If necessary, a tumor sample can be associated to a normal sample as a pair, if specified with the same subjectand a different sample.
An additional tumor sample (such as a relapse for example), can be added if specified with the same subject and a different sample.
Sarek will output results in a different directory for each sample.
If multiple samples are specified in the TSV file, Sarek will consider all files to be from different samples.
Multiple TSV files can be specified if the path is enclosed in quotes.
Output from Variant Calling and/or Annotation will be in a specific directory for each sample (or normal/tumor pair if applicable).
—input <FASTQ> —step mapping
The TSV file to start with the mapping step (--step mapping) with paired-end FASTQs should contain the columns:
subject sex status sample lane fastq1 fastq2
In this example (example_fastq.tsv), there are 3 read groups.

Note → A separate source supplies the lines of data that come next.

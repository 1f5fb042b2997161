//! The sync engine: one cooperative loop owning all client state
//!
//! Front-ends talk to it through a cloneable [`EngineHandle`]. Connection
//! events, front-end commands and completions of background work (history
//! fetches, acknowledgements, model and conversation listings) are handled
//! one at a time, each to completion. Background work runs in spawned tasks
//! that post their result back into the loop, so a slow fetch never blocks a
//! conversation switch.

use serde::Serialize;
use std::mem;
use std::sync::Arc;
use std::time::Duration;
use tether_transport::{ConnectionEvent, ConversationHistory, PendingSend, Transport};
use tether_types::{
    ClientRequest, ConnectionState, Conversation, ConversationId, ConversationSummary,
    EngineConfig, Message, ModelDescriptor, ResumePolicy, ServerEvent,
};
use tokio::sync::{broadcast, mpsc, oneshot};
use tracing::{debug, error, info, warn};

use crate::aggregator::{StreamOutcome, StreamingAggregator, StreamingView};
use crate::error::{GenerationError, Result, SyncError};
use crate::resume::{ResumeCoordinator, ResumeInputs};
use crate::store::{fetch_history, ConversationStore};

const COMMAND_BUFFER: usize = 256;
const NOTIFICATION_BUFFER: usize = 1024;

type Reply<T> = oneshot::Sender<Result<T>>;

/// Changes front-ends re-render on
#[derive(Debug, Clone, PartialEq)]
pub enum EngineNotification {
    ConnectionChanged(ConnectionState),
    ConversationLoaded {
        conversation_id: ConversationId,
    },
    ConversationNotFound {
        conversation_id: ConversationId,
    },
    LoadFailed {
        conversation_id: ConversationId,
        reason: String,
    },
    /// Optimistic message appended or placeholder created
    ConversationUpdated {
        conversation_id: ConversationId,
    },
    ConversationStarted {
        request_id: String,
        conversation_id: ConversationId,
    },
    StreamingUpdated(StreamingView),
    MessageCommitted {
        conversation_id: ConversationId,
        message: Message,
    },
    GenerationFailed(GenerationError),
    SendFailed {
        conversation_id: ConversationId,
        reason: String,
    },
    ModelsLoaded {
        models: Vec<ModelDescriptor>,
        selected: Option<String>,
    },
    ConversationsListed(Vec<ConversationSummary>),
}

/// Point-in-time copy of the engine state
#[derive(Debug, Clone, Default, Serialize)]
pub struct EngineSnapshot {
    pub connection: ConnectionState,
    pub selected: Option<ConversationId>,
    pub history_loaded: bool,
    pub conversation: Option<Conversation>,
    pub streaming: StreamingView,
    pub summaries: Vec<ConversationSummary>,
    pub models: Vec<ModelDescriptor>,
    pub selected_model: Option<String>,
    pub last_error: Option<GenerationError>,
}

enum Command {
    Select {
        id: ConversationId,
        reply: Reply<()>,
    },
    ClearSelection {
        reply: Reply<()>,
    },
    StartConversation {
        text: String,
        model: Option<String>,
        reply: Reply<ConversationId>,
    },
    SendMessage {
        text: String,
        reply: Reply<()>,
    },
    FetchModels {
        reply: Reply<Vec<ModelDescriptor>>,
    },
    SetModel {
        model: String,
        reply: Reply<()>,
    },
    RefreshConversations {
        reply: Reply<Vec<ConversationSummary>>,
    },
    Conversation {
        id: ConversationId,
        reply: Reply<Option<Conversation>>,
    },
    ClearError {
        reply: Reply<Option<GenerationError>>,
    },
    Snapshot {
        reply: Reply<EngineSnapshot>,
    },
    Shutdown {
        reply: Reply<()>,
    },
}

enum Completion {
    Connected(Result<()>),
    HistoryLoaded {
        seq: u64,
        id: ConversationId,
        result: Result<Conversation>,
    },
    ResumeAcked {
        id: ConversationId,
        result: Result<()>,
    },
    SendAcked {
        id: ConversationId,
        result: Result<()>,
        reply: Option<Reply<()>>,
    },
    ModelsFetched {
        result: Result<Vec<ModelDescriptor>>,
        reply: Reply<Vec<ModelDescriptor>>,
    },
    ConversationsListed {
        result: Result<Vec<ConversationSummary>>,
        reply: Reply<Vec<ConversationSummary>>,
    },
}

struct PendingLoad {
    seq: u64,
    id: ConversationId,
    replies: Vec<Reply<()>>,
}

/// Cloneable front-end access to a running engine
#[derive(Clone)]
pub struct EngineHandle {
    commands: mpsc::Sender<Command>,
    notifications: broadcast::Sender<EngineNotification>,
}

impl EngineHandle {
    async fn request<T>(&self, build: impl FnOnce(Reply<T>) -> Command) -> Result<T> {
        let (tx, rx) = oneshot::channel();
        self.commands
            .send(build(tx))
            .await
            .map_err(|_| SyncError::EngineStopped)?;
        rx.await.map_err(|_| SyncError::EngineStopped)?
    }

    /// Select a conversation and load its history
    ///
    /// Resolves once the history is installed. Fails with `NotFound` for an
    /// unknown identifier and with `Superseded` when another selection
    /// happened before the load finished.
    pub async fn select_conversation(&self, id: impl Into<ConversationId>) -> Result<()> {
        let id = id.into();
        self.request(|reply| Command::Select { id, reply }).await
    }

    pub async fn clear_selection(&self) -> Result<()> {
        self.request(|reply| Command::ClearSelection { reply }).await
    }

    /// Start a new conversation with `text` as its first message
    ///
    /// Returns the provisional identifier of the placeholder conversation;
    /// the server identifier follows as
    /// [`EngineNotification::ConversationStarted`].
    pub async fn start_new_conversation(
        &self,
        text: impl Into<String>,
        model: Option<String>,
    ) -> Result<ConversationId> {
        let text = text.into();
        self.request(|reply| Command::StartConversation { text, model, reply })
            .await
    }

    /// Send a message in the selected conversation
    pub async fn send_message(&self, text: impl Into<String>) -> Result<()> {
        let text = text.into();
        self.request(|reply| Command::SendMessage { text, reply }).await
    }

    pub async fn fetch_models(&self) -> Result<Vec<ModelDescriptor>> {
        self.request(|reply| Command::FetchModels { reply }).await
    }

    pub async fn set_selected_model(&self, model: impl Into<String>) -> Result<()> {
        let model = model.into();
        self.request(|reply| Command::SetModel { model, reply }).await
    }

    pub async fn refresh_conversations(&self) -> Result<Vec<ConversationSummary>> {
        self.request(|reply| Command::RefreshConversations { reply })
            .await
    }

    /// Cached copy of any conversation
    pub async fn conversation(&self, id: impl Into<ConversationId>) -> Result<Option<Conversation>> {
        let id = id.into();
        self.request(|reply| Command::Conversation { id, reply }).await
    }

    /// Take the last generation error
    pub async fn clear_error(&self) -> Result<Option<GenerationError>> {
        self.request(|reply| Command::ClearError { reply }).await
    }

    pub async fn snapshot(&self) -> Result<EngineSnapshot> {
        self.request(|reply| Command::Snapshot { reply }).await
    }

    pub fn subscribe(&self) -> broadcast::Receiver<EngineNotification> {
        self.notifications.subscribe()
    }

    /// Disconnect and stop the engine; later calls fail with `EngineStopped`
    pub async fn shutdown(&self) -> Result<()> {
        self.request(|reply| Command::Shutdown { reply }).await
    }
}
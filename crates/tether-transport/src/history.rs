use async_trait::async_trait;
use reqwest::header::{HeaderMap, HeaderValue, ACCEPT};
use reqwest::{StatusCode, Url};
use serde::de::DeserializeOwned;
use serde::Deserialize;
use std::time::Duration;
use tether_types::{Conversation, ConversationId, ConversationSummary, ModelDescriptor};
use tracing::debug;

use crate::error::{Result, TransportError};
use crate::traits::ConversationHistory;

/// History service client (HTTP direct)
pub struct HttpHistoryClient {
    http_client: reqwest::Client,
    base_url: String,
    base: Url,
    timeout: Duration,
}

/// `/models` answers either with a bare array or wrapped in an object
#[derive(Deserialize)]
#[serde(untagged)]
enum ModelList {
    Bare(Vec<ModelDescriptor>),
    Wrapped { models: Vec<ModelDescriptor> },
}

impl From<ModelList> for Vec<ModelDescriptor> {
    fn from(list: ModelList) -> Self {
        match list {
            ModelList::Bare(models) | ModelList::Wrapped { models } => models,
        }
    }
}

impl HttpHistoryClient {
    pub fn new(base_url: impl Into<String>, timeout: Duration) -> Result<Self> {
        let mut headers = HeaderMap::new();
        headers.insert(ACCEPT, HeaderValue::from_static("application/json"));

        let http_client = reqwest::Client::builder()
            .default_headers(headers)
            .timeout(timeout)
            .build()?;

        let base_url = base_url.into().trim_end_matches('/').to_string();
        let base = Url::parse(&base_url)
            .map_err(|e| TransportError::InvalidUrl(format!("{}: {}", base_url, e)))?;
        if base.cannot_be_a_base() {
            return Err(TransportError::InvalidUrl(base_url));
        }

        Ok(Self {
            http_client,
            base_url,
            base,
            timeout,
        })
    }

    pub fn base_url(&self) -> &str {
        &self.base_url
    }

    /// Base URL extended by `segments`, each percent-encoded as one segment
    fn endpoint(&self, segments: &[&str]) -> Url {
        let mut url = self.base.clone();
        // checked in `new`
        if let Ok(mut path) = url.path_segments_mut() {
            path.pop_if_empty().extend(segments);
        }
        url
    }

    async fn get_json<T: DeserializeOwned>(&self, url: Url) -> Result<T> {
        debug!(%url, "GET");

        let response = self
            .http_client
            .get(url)
            .send()
            .await
            .map_err(|e| self.map_reqwest(e))?;

        let status = response.status();
        let body = response.text().await.map_err(|e| self.map_reqwest(e))?;

        if !status.is_success() {
            return Err(TransportError::Status {
                status: status.as_u16(),
                body,
            });
        }

        Ok(serde_json::from_str(&body)?)
    }

    fn map_reqwest(&self, e: reqwest::Error) -> TransportError {
        if e.is_timeout() {
            TransportError::Timeout(self.timeout)
        } else {
            TransportError::Http(e)
        }
    }
}

/// Whether a failed history lookup means the conversation does not exist
fn is_not_found(error: &TransportError) -> bool {
    match error {
        TransportError::Status { status, body } => {
            *status == StatusCode::NOT_FOUND.as_u16() || body.to_lowercase().contains("not found")
        }
        _ => false,
    }
}

#[async_trait]
impl ConversationHistory for HttpHistoryClient {
    async fn get_conversation(&self, id: &ConversationId) -> Result<Conversation> {
        let url = self.endpoint(&["conversations", id.as_str()]);
        match self.get_json::<Conversation>(url).await {
            Ok(conversation) => Ok(conversation),
            Err(e) if is_not_found(&e) => Err(TransportError::NotFound(id.clone())),
            Err(e) => Err(e),
        }
    }

    async fn list_conversations(&self) -> Result<Vec<ConversationSummary>> {
        self.get_json(self.endpoint(&["conversations"])).await
    }

    async fn list_models(&self) -> Result<Vec<ModelDescriptor>> {
        let list = self.get_json::<ModelList>(self.endpoint(&["models"])).await?;
        Ok(list.into())
    }
}

#[cfg(test)]
mod tests {
    use super::*;

    #[test]
    fn test_not_found_detection() {
        let by_status = TransportError::Status {
            status: 404,
            body: String::new(),
        };
        let by_body = TransportError::Status {
            status: 500,
            body: "conversation Not Found".to_string(),
        };
        let other = TransportError::Status {
            status: 500,
            body: "boom".to_string(),
        };

        assert!(is_not_found(&by_status));
        assert!(is_not_found(&by_body));
        assert!(!is_not_found(&other));
        assert!(!is_not_found(&TransportError::Closed));
    }

    #[test]
    fn test_model_list_shapes() {
        let bare: ModelList =
            serde_json::from_str(r#"[{"name":"a","model":"a:1b"}]"#).unwrap();
        let wrapped: ModelList =
            serde_json::from_str(r#"{"models":[{"name":"b","model":"b:7b"}]}"#).unwrap();

        let bare: Vec<ModelDescriptor> = bare.into();
        let wrapped: Vec<ModelDescriptor> = wrapped.into();
        assert_eq!(bare[0].name, "a");
        assert_eq!(wrapped[0].model, "b:7b");
    }

    #[test]
    fn test_base_url_trailing_slash() {
        let client = HttpHistoryClient::new("http://localhost:8080/api/", Duration::from_secs(1)).unwrap();
        assert_eq!(client.base_url(), "http://localhost:8080/api");
        assert_eq!(
            client.endpoint(&["models"]).as_str(),
            "http://localhost:8080/api/models"
        );
    }

    #[test]
    fn test_conversation_id_is_one_path_segment() {
        let client = HttpHistoryClient::new("http://localhost:8080/api", Duration::from_secs(1)).unwrap();
        let url = client.endpoint(&["conversations", "a/b c?x#y"]);

        assert_eq!(
            url.as_str(),
            "http://localhost:8080/api/conversations/a%2Fb%20c%3Fx%23y"
        );
        assert!(url.query().is_none());
        assert!(url.fragment().is_none());
    }

    #[test]
    fn test_rejects_unusable_base_url() {
        assert!(matches!(
            HttpHistoryClient::new("not a url", Duration::from_secs(1)),
            Err(TransportError::InvalidUrl(_))
        ));
        assert!(matches!(
            HttpHistoryClient::new("mailto:someone@example.com", Duration::from_secs(1)),
            Err(TransportError::InvalidUrl(_))
        ));
    }
}
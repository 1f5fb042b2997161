use serde::{Deserialize, Serialize};

use crate::conversation::{Conversation, ConversationId};

/// Which buffer a delta belongs to
#[derive(Debug, Clone, Copy, PartialEq, Eq, Hash, Serialize, Deserialize)]
#[serde(rename_all = "snake_case")]
pub enum DeltaChannel {
    /// Reasoning emitted before the final answer
    Thinking,
    /// Final answer text
    Content,
}

/// Requests sent to the generation backend over the streaming channel
#[derive(Debug, Clone, PartialEq, Serialize, Deserialize)]
#[serde(tag = "type", rename_all = "snake_case")]
pub enum ClientRequest {
    /// Create a conversation and generate a reply to its first message.
    /// The backend answers with `ServerEvent::ConversationStarted` carrying
    /// the same `request_id`.
    StartConversation {
        request_id: String,
        model: String,
        text: String,
    },

    SendMessage {
        conversation_id: ConversationId,
        text: String,
        model: String,
    },

    /// Re-attach to an in-progress (or just finished) generation
    Resume {
        conversation_id: ConversationId,
    },
}

impl ClientRequest {
    /// Conversation the request targets, if it already has an identifier
    pub fn conversation_id(&self) -> Option<&ConversationId> {
        match self {
            Self::StartConversation { .. } => None,
            Self::SendMessage { conversation_id, .. } | Self::Resume { conversation_id } => {
                Some(conversation_id)
            }
        }
    }

    pub fn kind(&self) -> &'static str {
        match self {
            Self::StartConversation { .. } => "start_conversation",
            Self::SendMessage { .. } => "send_message",
            Self::Resume { .. } => "resume",
        }
    }
}

/// Events received from the backend, delivered in arrival order
#[derive(Debug, Clone, PartialEq, Serialize, Deserialize)]
#[serde(tag = "type", rename_all = "snake_case")]
pub enum ServerEvent {
    /// Incremental fragment of model output
    Delta {
        conversation_id: ConversationId,
        channel: DeltaChannel,
        text: String,
    },

    /// Generation finished
    Done {
        conversation_id: ConversationId,
    },

    /// Generation failed mid-stream
    Error {
        conversation_id: ConversationId,
        reason: String,
    },

    /// Full history of a conversation
    ConversationSnapshot {
        conversation: Conversation,
    },

    /// Server-issued identifier for a `start_conversation` request
    ConversationStarted {
        request_id: String,
        conversation_id: ConversationId,
        #[serde(default, skip_serializing_if = "Option::is_none")]
        title: Option<String>,
        #[serde(default)]
        model: String,
    },
}

impl ServerEvent {
    pub fn conversation_id(&self) -> &ConversationId {
        match self {
            Self::Delta { conversation_id, .. }
            | Self::Done { conversation_id }
            | Self::Error { conversation_id, .. }
            | Self::ConversationStarted { conversation_id, .. } => conversation_id,
            Self::ConversationSnapshot { conversation } => &conversation.id,
        }
    }

    pub fn thinking(conversation_id: impl Into<ConversationId>, text: impl Into<String>) -> Self {
        Self::Delta {
            conversation_id: conversation_id.into(),
            channel: DeltaChannel::Thinking,
            text: text.into(),
        }
    }

    pub fn content(conversation_id: impl Into<ConversationId>, text: impl Into<String>) -> Self {
        Self::Delta {
            conversation_id: conversation_id.into(),
            channel: DeltaChannel::Content,
            text: text.into(),
        }
    }

    pub fn done(conversation_id: impl Into<ConversationId>) -> Self {
        Self::Done {
            conversation_id: conversation_id.into(),
        }
    }
}

/// Lifecycle of the single backend connection
#[derive(Debug, Clone, Copy, PartialEq, Eq, Hash, Serialize, Deserialize, Default)]
#[serde(rename_all = "snake_case")]
pub enum ConnectionState {
    #[default]
    Disconnected,
    Connecting,
    Connected,
}

impl ConnectionState {
    pub fn is_connected(self) -> bool {
        matches!(self, Self::Connected)
    }
}

#[cfg(test)]
mod tests {
    use super::*;

    #[test]
    fn test_request_serialization_resume() {
        let req = ClientRequest::Resume {
            conversation_id: "c1".into(),
        };
        let json = serde_json::to_string(&req).unwrap();
        assert_eq!(json, r#"{"type":"resume","conversation_id":"c1"}"#);
    }

    #[test]
    fn test_request_serialization_send_message() {
        let req = ClientRequest::SendMessage {
            conversation_id: "c1".into(),
            text: "hello".to_string(),
            model: "llama3.2".to_string(),
        };
        let value = serde_json::to_value(&req).unwrap();
        assert_eq!(value["type"], "send_message");
        assert_eq!(value["conversation_id"], "c1");
        assert_eq!(value["model"], "llama3.2");
        assert_eq!(req.kind(), "send_message");
    }

    #[test]
    fn test_event_deserialization_delta() {
        let json = r#"{"type":"delta","conversation_id":"c1","channel":"thinking","text":"let me "}"#;
        let event: ServerEvent = serde_json::from_str(json).unwrap();
        assert_eq!(event, ServerEvent::thinking("c1", "let me "));
    }

    #[test]
    fn test_event_deserialization_started_without_title() {
        let json = r#"{"type":"conversation_started","request_id":"r1","conversation_id":"c7","model":"m"}"#;
        match serde_json::from_str::<ServerEvent>(json).unwrap() {
            ServerEvent::ConversationStarted { request_id, conversation_id, title, .. } => {
                assert_eq!(request_id, "r1");
                assert_eq!(conversation_id.as_str(), "c7");
                assert!(title.is_none());
            }
            other => panic!("Expected ConversationStarted, got {:?}", other),
        }
    }

    #[test]
    fn test_snapshot_conversation_id() {
        let json = r#"{"type":"conversation_snapshot","conversation":{"ID":"c2","Messages":[]}}"#;
        let event: ServerEvent = serde_json::from_str(json).unwrap();
        assert_eq!(event.conversation_id().as_str(), "c2");
    }

    #[test]
    fn test_connection_state_default() {
        assert_eq!(ConnectionState::default(), ConnectionState::Disconnected);
        assert!(!ConnectionState::Connecting.is_connected());
        assert!(ConnectionState::Connected.is_connected());
    }
}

| SUBJECT_ID | XX | 0 | SAMPLE_ID | 1 | /samples/normal1_1.fastq.gz | 
| SUBJECT_ID | XX | 0 | SAMPLE_ID | 2 | /samples/normal2_1.fastq.gz | 
| SUBJECT_ID | XX | 0 | SAMPLE_ID | 3 | /samples/normal3_1.fastq.gz | 
--input example_fastq.tsvOr, for a normal/tumor pair:
In this example (example_pair_fastq.tsv), there are 3 read groups for the normal sample and 2 for the tumor sample.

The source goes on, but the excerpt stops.